What you need to do:
Return each line of the entries that holds the string "ValidateMap".

Raw data:
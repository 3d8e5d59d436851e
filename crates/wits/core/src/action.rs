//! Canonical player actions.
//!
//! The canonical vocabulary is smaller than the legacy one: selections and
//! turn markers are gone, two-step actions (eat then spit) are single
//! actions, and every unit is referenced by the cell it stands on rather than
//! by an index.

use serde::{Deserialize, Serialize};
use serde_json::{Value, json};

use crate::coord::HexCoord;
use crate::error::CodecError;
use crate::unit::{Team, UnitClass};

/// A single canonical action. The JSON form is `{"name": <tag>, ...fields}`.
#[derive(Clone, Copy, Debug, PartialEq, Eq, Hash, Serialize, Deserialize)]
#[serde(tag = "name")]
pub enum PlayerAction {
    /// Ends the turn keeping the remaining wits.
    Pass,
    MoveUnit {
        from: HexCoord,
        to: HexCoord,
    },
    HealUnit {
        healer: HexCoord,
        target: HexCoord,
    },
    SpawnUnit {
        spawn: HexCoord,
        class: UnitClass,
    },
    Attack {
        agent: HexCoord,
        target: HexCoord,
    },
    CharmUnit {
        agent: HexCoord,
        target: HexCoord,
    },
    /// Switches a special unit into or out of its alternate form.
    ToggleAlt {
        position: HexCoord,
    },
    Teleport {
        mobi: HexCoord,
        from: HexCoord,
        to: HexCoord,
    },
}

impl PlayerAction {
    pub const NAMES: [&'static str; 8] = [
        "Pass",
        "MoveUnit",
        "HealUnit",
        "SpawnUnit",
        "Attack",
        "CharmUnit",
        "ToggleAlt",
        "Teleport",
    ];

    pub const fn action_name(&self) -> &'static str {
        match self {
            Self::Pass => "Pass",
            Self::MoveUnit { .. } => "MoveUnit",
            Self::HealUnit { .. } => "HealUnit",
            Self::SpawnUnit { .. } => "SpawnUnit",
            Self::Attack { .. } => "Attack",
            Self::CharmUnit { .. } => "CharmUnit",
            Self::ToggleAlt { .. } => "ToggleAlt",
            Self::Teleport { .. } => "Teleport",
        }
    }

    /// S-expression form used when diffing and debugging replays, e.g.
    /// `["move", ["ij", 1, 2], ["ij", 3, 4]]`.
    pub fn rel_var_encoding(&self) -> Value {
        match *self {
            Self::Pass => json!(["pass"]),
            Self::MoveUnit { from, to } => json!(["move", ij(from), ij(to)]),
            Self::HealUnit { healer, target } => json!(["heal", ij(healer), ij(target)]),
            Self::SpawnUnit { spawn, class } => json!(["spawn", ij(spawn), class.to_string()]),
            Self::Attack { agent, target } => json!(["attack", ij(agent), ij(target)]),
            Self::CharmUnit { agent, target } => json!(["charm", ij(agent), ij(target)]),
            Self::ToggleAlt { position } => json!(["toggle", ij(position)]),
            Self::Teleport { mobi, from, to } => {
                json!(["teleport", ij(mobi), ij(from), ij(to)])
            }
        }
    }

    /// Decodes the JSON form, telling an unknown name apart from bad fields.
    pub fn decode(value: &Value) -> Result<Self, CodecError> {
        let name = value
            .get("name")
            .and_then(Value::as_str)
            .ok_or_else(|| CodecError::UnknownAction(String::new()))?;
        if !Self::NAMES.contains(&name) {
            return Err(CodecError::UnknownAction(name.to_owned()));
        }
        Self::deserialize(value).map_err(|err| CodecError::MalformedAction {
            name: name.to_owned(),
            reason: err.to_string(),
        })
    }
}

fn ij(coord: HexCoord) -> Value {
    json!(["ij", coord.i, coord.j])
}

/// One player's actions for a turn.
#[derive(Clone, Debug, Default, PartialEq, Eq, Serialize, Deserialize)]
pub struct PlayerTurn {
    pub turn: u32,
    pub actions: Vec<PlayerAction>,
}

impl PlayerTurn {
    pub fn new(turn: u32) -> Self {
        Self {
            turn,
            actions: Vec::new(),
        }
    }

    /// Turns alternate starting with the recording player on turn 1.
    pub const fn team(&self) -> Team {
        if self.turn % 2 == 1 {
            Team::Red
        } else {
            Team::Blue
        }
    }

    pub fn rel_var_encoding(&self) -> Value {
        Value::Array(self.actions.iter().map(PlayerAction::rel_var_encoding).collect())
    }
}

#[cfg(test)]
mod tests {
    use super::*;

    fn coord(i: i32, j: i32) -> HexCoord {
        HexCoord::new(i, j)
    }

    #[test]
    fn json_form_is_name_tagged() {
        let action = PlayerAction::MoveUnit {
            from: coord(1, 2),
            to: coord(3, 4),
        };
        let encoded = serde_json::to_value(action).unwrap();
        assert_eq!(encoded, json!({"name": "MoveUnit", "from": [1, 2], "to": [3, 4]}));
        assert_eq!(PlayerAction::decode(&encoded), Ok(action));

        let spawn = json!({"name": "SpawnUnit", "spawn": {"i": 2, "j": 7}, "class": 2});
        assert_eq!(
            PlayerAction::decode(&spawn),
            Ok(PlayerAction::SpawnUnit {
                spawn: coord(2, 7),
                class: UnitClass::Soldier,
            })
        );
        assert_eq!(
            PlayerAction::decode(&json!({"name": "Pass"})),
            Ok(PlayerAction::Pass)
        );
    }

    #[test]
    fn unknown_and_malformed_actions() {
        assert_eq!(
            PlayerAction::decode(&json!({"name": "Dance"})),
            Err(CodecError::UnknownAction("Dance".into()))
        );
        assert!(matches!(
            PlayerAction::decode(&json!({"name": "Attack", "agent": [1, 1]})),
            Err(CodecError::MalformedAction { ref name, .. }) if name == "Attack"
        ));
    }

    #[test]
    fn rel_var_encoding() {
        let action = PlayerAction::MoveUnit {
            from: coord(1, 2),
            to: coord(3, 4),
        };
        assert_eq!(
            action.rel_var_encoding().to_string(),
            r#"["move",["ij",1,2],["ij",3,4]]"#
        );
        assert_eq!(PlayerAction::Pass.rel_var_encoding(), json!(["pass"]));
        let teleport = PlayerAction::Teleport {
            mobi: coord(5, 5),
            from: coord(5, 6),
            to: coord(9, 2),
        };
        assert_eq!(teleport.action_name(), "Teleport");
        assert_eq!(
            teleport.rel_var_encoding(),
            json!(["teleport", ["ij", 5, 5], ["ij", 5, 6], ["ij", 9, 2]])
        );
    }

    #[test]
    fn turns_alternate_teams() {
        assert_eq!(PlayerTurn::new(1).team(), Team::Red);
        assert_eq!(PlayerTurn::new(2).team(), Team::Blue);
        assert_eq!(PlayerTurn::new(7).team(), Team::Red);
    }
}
--
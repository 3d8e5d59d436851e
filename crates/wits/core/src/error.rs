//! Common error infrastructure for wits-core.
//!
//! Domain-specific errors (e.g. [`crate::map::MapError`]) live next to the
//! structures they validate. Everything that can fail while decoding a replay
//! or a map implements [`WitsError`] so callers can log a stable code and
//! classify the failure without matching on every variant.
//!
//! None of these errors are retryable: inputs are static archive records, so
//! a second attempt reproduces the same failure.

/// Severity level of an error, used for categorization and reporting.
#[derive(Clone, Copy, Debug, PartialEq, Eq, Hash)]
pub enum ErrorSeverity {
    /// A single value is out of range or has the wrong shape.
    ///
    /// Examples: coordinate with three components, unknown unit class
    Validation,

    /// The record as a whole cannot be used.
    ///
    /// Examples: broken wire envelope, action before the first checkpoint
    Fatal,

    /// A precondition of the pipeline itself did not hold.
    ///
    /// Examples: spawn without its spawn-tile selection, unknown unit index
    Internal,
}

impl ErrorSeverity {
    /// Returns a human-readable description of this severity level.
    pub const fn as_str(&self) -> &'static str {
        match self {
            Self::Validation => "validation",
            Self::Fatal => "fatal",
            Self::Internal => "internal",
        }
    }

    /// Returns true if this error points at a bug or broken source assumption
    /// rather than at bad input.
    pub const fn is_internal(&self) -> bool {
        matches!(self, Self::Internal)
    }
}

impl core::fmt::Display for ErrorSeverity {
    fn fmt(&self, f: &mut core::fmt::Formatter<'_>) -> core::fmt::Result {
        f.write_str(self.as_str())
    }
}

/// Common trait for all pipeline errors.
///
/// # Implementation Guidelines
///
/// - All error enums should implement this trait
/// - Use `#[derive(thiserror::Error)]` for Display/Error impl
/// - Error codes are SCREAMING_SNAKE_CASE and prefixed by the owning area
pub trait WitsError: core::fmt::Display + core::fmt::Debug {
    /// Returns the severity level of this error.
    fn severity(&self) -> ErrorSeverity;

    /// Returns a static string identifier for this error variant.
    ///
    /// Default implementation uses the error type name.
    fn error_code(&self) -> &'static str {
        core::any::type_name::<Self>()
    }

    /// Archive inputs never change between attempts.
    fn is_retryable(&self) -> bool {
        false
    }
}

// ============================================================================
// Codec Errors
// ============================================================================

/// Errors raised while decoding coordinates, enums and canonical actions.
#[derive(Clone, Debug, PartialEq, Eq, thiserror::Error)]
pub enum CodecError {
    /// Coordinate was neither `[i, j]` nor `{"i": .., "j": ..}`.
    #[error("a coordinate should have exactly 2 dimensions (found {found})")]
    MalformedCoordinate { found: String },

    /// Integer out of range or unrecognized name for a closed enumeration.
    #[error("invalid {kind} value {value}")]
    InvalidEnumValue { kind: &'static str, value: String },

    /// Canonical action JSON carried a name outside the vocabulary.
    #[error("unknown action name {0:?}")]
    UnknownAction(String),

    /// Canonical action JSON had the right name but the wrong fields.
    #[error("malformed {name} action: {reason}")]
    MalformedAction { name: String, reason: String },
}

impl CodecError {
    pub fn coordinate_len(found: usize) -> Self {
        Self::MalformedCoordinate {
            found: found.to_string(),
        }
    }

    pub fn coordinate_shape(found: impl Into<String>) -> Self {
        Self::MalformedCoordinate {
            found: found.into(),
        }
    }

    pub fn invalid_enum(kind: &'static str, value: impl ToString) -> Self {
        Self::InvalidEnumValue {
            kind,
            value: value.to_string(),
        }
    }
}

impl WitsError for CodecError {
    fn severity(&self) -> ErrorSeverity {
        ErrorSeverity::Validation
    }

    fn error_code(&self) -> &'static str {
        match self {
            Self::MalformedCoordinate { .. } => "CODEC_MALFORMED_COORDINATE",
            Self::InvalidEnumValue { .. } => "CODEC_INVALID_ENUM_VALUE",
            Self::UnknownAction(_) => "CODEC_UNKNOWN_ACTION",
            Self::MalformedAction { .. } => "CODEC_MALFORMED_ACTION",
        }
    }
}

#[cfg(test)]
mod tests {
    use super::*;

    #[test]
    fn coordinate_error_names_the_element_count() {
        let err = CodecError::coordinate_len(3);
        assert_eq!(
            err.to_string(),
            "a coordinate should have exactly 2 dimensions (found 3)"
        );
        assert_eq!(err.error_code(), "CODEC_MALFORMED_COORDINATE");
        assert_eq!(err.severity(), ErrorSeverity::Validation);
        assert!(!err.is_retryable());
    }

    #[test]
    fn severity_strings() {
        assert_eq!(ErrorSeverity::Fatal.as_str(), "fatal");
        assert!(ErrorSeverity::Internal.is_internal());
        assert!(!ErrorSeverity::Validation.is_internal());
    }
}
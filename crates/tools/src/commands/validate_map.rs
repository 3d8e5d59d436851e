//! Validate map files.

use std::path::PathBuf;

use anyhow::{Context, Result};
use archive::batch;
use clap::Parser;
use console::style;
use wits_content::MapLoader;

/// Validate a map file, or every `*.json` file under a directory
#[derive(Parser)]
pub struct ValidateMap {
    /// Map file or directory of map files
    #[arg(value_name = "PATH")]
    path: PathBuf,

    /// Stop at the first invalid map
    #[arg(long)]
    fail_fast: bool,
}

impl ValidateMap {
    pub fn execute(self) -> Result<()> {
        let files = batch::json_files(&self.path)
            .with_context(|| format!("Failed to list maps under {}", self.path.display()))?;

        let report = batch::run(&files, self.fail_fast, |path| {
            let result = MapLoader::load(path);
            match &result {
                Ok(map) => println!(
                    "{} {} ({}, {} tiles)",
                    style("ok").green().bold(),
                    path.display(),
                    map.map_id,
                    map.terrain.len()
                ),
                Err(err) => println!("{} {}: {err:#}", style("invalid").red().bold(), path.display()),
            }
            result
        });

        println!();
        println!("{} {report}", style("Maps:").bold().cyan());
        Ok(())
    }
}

Answer section:
pub struct ValidateMap {
impl ValidateMap {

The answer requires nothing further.